→ What you are asked to do
If a line below contains the string "plane", copy it out.

(Dataset entries)
· · · ·
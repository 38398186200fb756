//! Derives a peer's primary (data-plane) endpoint from its canonical
//! identity address (spec §3: "Two well-known service endpoints exist per
//! peer... The two endpoints coexist on one peer when it is a primary").
//!
//! A family's `primary`/`backups` fields and the router's `F` map both
//! store one identity address per peer (the control/backup endpoint);
//! the data-plane port is a fixed offset from it by convention, so no
//! second address ever needs to travel the wire or be persisted.

use crate::order::PeerAddr;

pub const PRIMARY_PORT_OFFSET: u16 = 1;

/// Computes the primary endpoint for a peer's canonical `host:port`
/// identity. Panics is avoided by falling back to the identity itself if
/// the port cannot be parsed (documented as an open edge case, see
/// DESIGN.md — every peer in this system is always started with a
/// numeric port so this fallback is not expected to trigger).
pub fn primary_endpoint_of(identity: &PeerAddr) -> PeerAddr {
	match split_host_port(identity.as_str()) {
		Some((host, port)) => PeerAddr::new(format!("{host}:{}", port.saturating_add(PRIMARY_PORT_OFFSET))),
		None => identity.clone(),
	}
}

fn split_host_port(addr: &str) -> Option<(&str, u16)> {
	let idx = addr.rfind(':')?;
	let (host, port_str) = (&addr[..idx], &addr[idx + 1..]);
	let port: u16 = port_str.parse().ok()?;
	Some((host, port))
}

#[cfg(test)]
mod tests {
	use super::*;

	#[test]
	fn offsets_the_port() {
		let identity = PeerAddr::new("127.0.0.1:9000");
		assert_eq!(primary_endpoint_of(&identity).as_str(), "127.0.0.1:9001");
	}

	#[test]
	fn falls_back_without_numeric_port() {
		let identity = PeerAddr::new("not-an-address");
		assert_eq!(primary_endpoint_of(&identity), identity);
	}
}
· · · ·
→ Result
//! Derives a peer's primary (data-plane) endpoint from its canonical
//! the data-plane port is a fixed offset from it by convention, so no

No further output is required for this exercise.